WORK REQUEST = Below are the records; copy each line in which "TxMode" occurs.

SUPPLIED RECORDS =
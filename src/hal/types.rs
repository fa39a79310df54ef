//! Radio vocabulary shared by the HAL and the MCU protocol
//!
//! Enum discriminants are the values the concentrator expects on the wire unless a dedicated
//! conversion (e.g. [`CodingRate::wire_code`]) says otherwise.
use core::convert::TryFrom;

use heapless::Vec;
use serde::{Deserialize, Serialize};

use crate::error::Error;

/// Maximum number of RX channels supported
pub const RX_CHANNEL_NB_MAX: usize = 3;
/// Maximum number of TX channels supported
pub const TX_CHANNEL_NB_MAX: usize = 1;

pub const STD_LORA_PREAMBLE: u16 = 8;
pub const MIN_LORA_PREAMBLE: u16 = 8;

/// dBm
pub const TX_POWER_MIN: i8 = -18;
/// dBm
pub const TX_POWER_MAX: i8 = 13;
/// dBm
pub const TX_POWER_DEFAULT: i8 = 10;

pub const LORA_SYNC_WORD_PUBLIC: u8 = 0x21;
pub const LORA_SYNC_WORD_PRIVATE: u8 = 0x12;

/// Payload length travels as a single byte in both directions
pub const MAX_PAYLOAD_LENGTH: usize = 255;
pub type PayloadVec = Vec<u8, MAX_PAYLOAD_LENGTH>;

/// Event on which a TX is triggered
#[derive(Debug, Clone, Copy, PartialEq, Eq)]
#[repr(u8)]
pub enum TxMode {
    Timestamped = 0,
    Immediate = 1,
    OnGps = 2,
    CwOn = 3,
    CwOff = 4,
}

#[derive(Debug, Clone, Copy, PartialEq, Eq, Serialize, Deserialize)]
#[serde(try_from = "u16", into = "u16")]
#[repr(u8)]
pub enum Bandwidth {
    Khz200 = 8,
    Khz400 = 10,
    Khz800 = 12,
    Khz1600 = 13,
}

impl Bandwidth {
    pub fn from_wire(code: u8) -> Result<Self, Error> {
        match code {
            8 => Ok(Bandwidth::Khz200),
            10 => Ok(Bandwidth::Khz400),
            12 => Ok(Bandwidth::Khz800),
            13 => Ok(Bandwidth::Khz1600),
            _ => Err(Error::InvalidBandwidth(code as u16)),
        }
    }

    pub fn from_khz(khz: u16) -> Result<Self, Error> {
        match khz {
            200 => Ok(Bandwidth::Khz200),
            400 => Ok(Bandwidth::Khz400),
            800 => Ok(Bandwidth::Khz800),
            1600 => Ok(Bandwidth::Khz1600),
            _ => Err(Error::InvalidBandwidth(khz)),
        }
    }

    /// Nominal bandwidth
    pub fn khz(self) -> u16 {
        match self {
            Bandwidth::Khz200 => 200,
            Bandwidth::Khz400 => 400,
            Bandwidth::Khz800 => 800,
            Bandwidth::Khz1600 => 1600,
        }
    }
}

impl TryFrom<u16> for Bandwidth {
    type Error = Error;

    fn try_from(khz: u16) -> Result<Self, Self::Error> {
        Bandwidth::from_khz(khz)
    }
}

impl From<Bandwidth> for u16 {
    fn from(bw: Bandwidth) -> u16 {
        bw.khz()
    }
}

#[derive(Debug, Clone, Copy, PartialEq, Eq, PartialOrd, Ord, Serialize, Deserialize)]
#[serde(try_from = "u8", into = "u8")]
#[repr(u8)]
pub enum SpreadingFactor {
    Sf5 = 5,
    Sf6 = 6,
    Sf7 = 7,
    Sf8 = 8,
    Sf9 = 9,
    Sf10 = 10,
    Sf11 = 11,
    Sf12 = 12,
}

impl TryFrom<u8> for SpreadingFactor {
    type Error = Error;

    fn try_from(value: u8) -> Result<Self, Self::Error> {
        match value {
            5 => Ok(SpreadingFactor::Sf5),
            6 => Ok(SpreadingFactor::Sf6),
            7 => Ok(SpreadingFactor::Sf7),
            8 => Ok(SpreadingFactor::Sf8),
            9 => Ok(SpreadingFactor::Sf9),
            10 => Ok(SpreadingFactor::Sf10),
            11 => Ok(SpreadingFactor::Sf11),
            12 => Ok(SpreadingFactor::Sf12),
            _ => Err(Error::InvalidSpreadingFactor(value)),
        }
    }
}

impl From<SpreadingFactor> for u8 {
    fn from(sf: SpreadingFactor) -> u8 {
        sf as u8
    }
}

/// LoRa coding rates, `Li*` variants use long interleaving
#[derive(Debug, Clone, Copy, PartialEq, Eq)]
#[repr(u8)]
pub enum CodingRate {
    Cr4_5 = 0x01,
    Cr4_6 = 0x02,
    Cr4_7 = 0x03,
    Cr4_8 = 0x04,
    Li4_5 = 0x05,
    Li4_6 = 0x06,
    Li4_8 = 0x07,
}

impl CodingRate {
    /// Code used by the PREPARE_TX request
    pub fn wire_code(self) -> u8 {
        match self {
            CodingRate::Cr4_5 => 0,
            CodingRate::Cr4_6 => 1,
            CodingRate::Cr4_7 => 2,
            CodingRate::Cr4_8 => 3,
            CodingRate::Li4_5 => 4,
            CodingRate::Li4_6 => 5,
            CodingRate::Li4_8 => 6,
        }
    }

    pub fn from_wire_code(code: u8) -> Result<Self, Error> {
        match code {
            0 => Ok(CodingRate::Cr4_5),
            1 => Ok(CodingRate::Cr4_6),
            2 => Ok(CodingRate::Cr4_7),
            3 => Ok(CodingRate::Cr4_8),
            4 => Ok(CodingRate::Li4_5),
            5 => Ok(CodingRate::Li4_6),
            6 => Ok(CodingRate::Li4_8),
            _ => Err(Error::InvalidCodingRate(code)),
        }
    }

    pub fn is_long_interleaving(self) -> bool {
        self as u8 > CodingRate::Cr4_8 as u8
    }
}

impl TryFrom<u8> for CodingRate {
    type Error = Error;

    fn try_from(value: u8) -> Result<Self, Self::Error> {
        match value {
            0x01 => Ok(CodingRate::Cr4_5),
            0x02 => Ok(CodingRate::Cr4_6),
            0x03 => Ok(CodingRate::Cr4_7),
            0x04 => Ok(CodingRate::Cr4_8),
            0x05 => Ok(CodingRate::Li4_5),
            0x06 => Ok(CodingRate::Li4_6),
            0x07 => Ok(CodingRate::Li4_8),
            _ => Err(Error::InvalidCodingRate(value)),
        }
    }
}

#[derive(Debug, Clone, Copy, PartialEq, Eq)]
pub enum Modulation {
    LoRa,
}

#[derive(Debug, Clone, Copy, PartialEq, Eq)]
#[repr(u8)]
pub enum CrcStatus {
    Undefined = 0x00,
    NoCrc = 0x01,
    CrcBad = 0x11,
    CrcOk = 0x10,
}

/// Part of the concentrator queried by [`crate::hal::Concentrator::status`]
#[derive(Debug, Clone, Copy, PartialEq, Eq)]
pub enum StatusSelect {
    Tx,
    Rx,
}

#[derive(Debug, Clone, Copy, PartialEq, Eq)]
pub enum StatusCode {
    TxStatusUnknown,
    /// TX modem disabled, it will ignore commands
    TxOff,
    /// TX modem is free, ready to receive a command
    TxFree,
    /// TX modem is loaded, ready to send the packet after an event and/or delay
    TxScheduled,
    TxEmitting,
    RxStatusUnknown,
    RxOff,
    RxOn,
    /// RX is suspended while a TX is ongoing
    RxSuspended,
}

fn default_sync_word() -> u8 {
    LORA_SYNC_WORD_PUBLIC
}

/// Configuration of one receive radio
#[derive(Debug, Clone, Copy, PartialEq, Serialize, Deserialize)]
pub struct RxChannelConfig {
    #[serde(default)]
    pub enable: bool,
    pub freq_hz: u32,
    pub bandwidth: Bandwidth,
    pub datarate: SpreadingFactor,
    /// dB added to the RSSI reported by the radio
    #[serde(default)]
    pub rssi_offset: f32,
    #[serde(default = "default_sync_word")]
    pub sync_word: u8,
}

impl Default for RxChannelConfig {
    fn default() -> Self {
        Self {
            enable: false,
            freq_hz: 0,
            bandwidth: Bandwidth::Khz800,
            datarate: SpreadingFactor::Sf12,
            rssi_offset: 0.0,
            sync_word: LORA_SYNC_WORD_PUBLIC,
        }
    }
}

#[derive(Debug, Clone, Copy, Default, PartialEq, Eq, Serialize, Deserialize)]
pub struct TxChannelConfig {
    #[serde(default)]
    pub enable: bool,
}

/// Packet to send and its modulation parameters
#[derive(Debug, Clone, PartialEq)]
pub struct TxPacket {
    /// center frequency of TX
    pub freq_hz: u32,
    pub tx_mode: TxMode,
    /// timestamp or delay in microseconds for TX trigger
    pub count_us: u32,
    /// dBm
    pub rf_power: i8,
    pub bandwidth: Bandwidth,
    pub datarate: SpreadingFactor,
    pub coderate: CodingRate,
    /// invert signal polarity, for orthogonal downlinks
    pub invert_pol: bool,
    pub preamble: u16,
    pub no_crc: bool,
    /// implicit header mode
    pub no_header: bool,
    pub sync_word: u8,
    pub payload: PayloadVec,
}

impl TxPacket {
    pub fn set_payload(&mut self, data: &[u8]) -> Result<(), Error> {
        self.payload =
            PayloadVec::from_slice(data).map_err(|_| Error::PayloadTooLong(data.len()))?;
        Ok(())
    }

    pub fn size(&self) -> usize {
        self.payload.len()
    }
}

impl Default for TxPacket {
    fn default() -> Self {
        Self {
            freq_hz: 0,
            tx_mode: TxMode::Immediate,
            count_us: 0,
            rf_power: TX_POWER_DEFAULT,
            bandwidth: Bandwidth::Khz800,
            datarate: SpreadingFactor::Sf12,
            coderate: CodingRate::Li4_8,
            invert_pol: false,
            preamble: STD_LORA_PREAMBLE,
            no_crc: false,
            no_header: false,
            sync_word: LORA_SYNC_WORD_PUBLIC,
            payload: PayloadVec::new(),
        }
    }
}

/// Packet fetched from the concentrator
///
/// `channel`, `count_us`, `foff_hz`, `snr`, `rssi` and `payload` come from the radio. The rest is
/// filled by [`crate::hal::Concentrator::receive`] from the RX channel the packet arrived on.
#[derive(Debug, Clone, PartialEq)]
pub struct RxPacket {
    pub freq_hz: u32,
    pub channel: u8,
    pub status: CrcStatus,
    /// internal concentrator counter, 1 microsecond resolution, wraps at 32 bits
    pub count_us: u32,
    pub foff_hz: i32,
    pub modulation: Modulation,
    pub bandwidth: Option<Bandwidth>,
    pub datarate: Option<SpreadingFactor>,
    pub coderate: Option<CodingRate>,
    /// dB
    pub rssi: f32,
    /// dB
    pub snr: f32,
    pub payload: PayloadVec,
}

impl RxPacket {
    pub fn size(&self) -> usize {
        self.payload.len()
    }
}

impl Default for RxPacket {
    fn default() -> Self {
        Self {
            freq_hz: 0,
            channel: 0,
            status: CrcStatus::Undefined,
            count_us: 0,
            foff_hz: 0,
            modulation: Modulation::LoRa,
            bandwidth: None,
            datarate: None,
            coderate: None,
            rssi: 0.0,
            snr: 0.0,
            payload: PayloadVec::new(),
        }
    }
}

RESPONSE BELOW =
pub enum TxMode {
    pub tx_mode: TxMode,
            tx_mode: TxMode::Immediate,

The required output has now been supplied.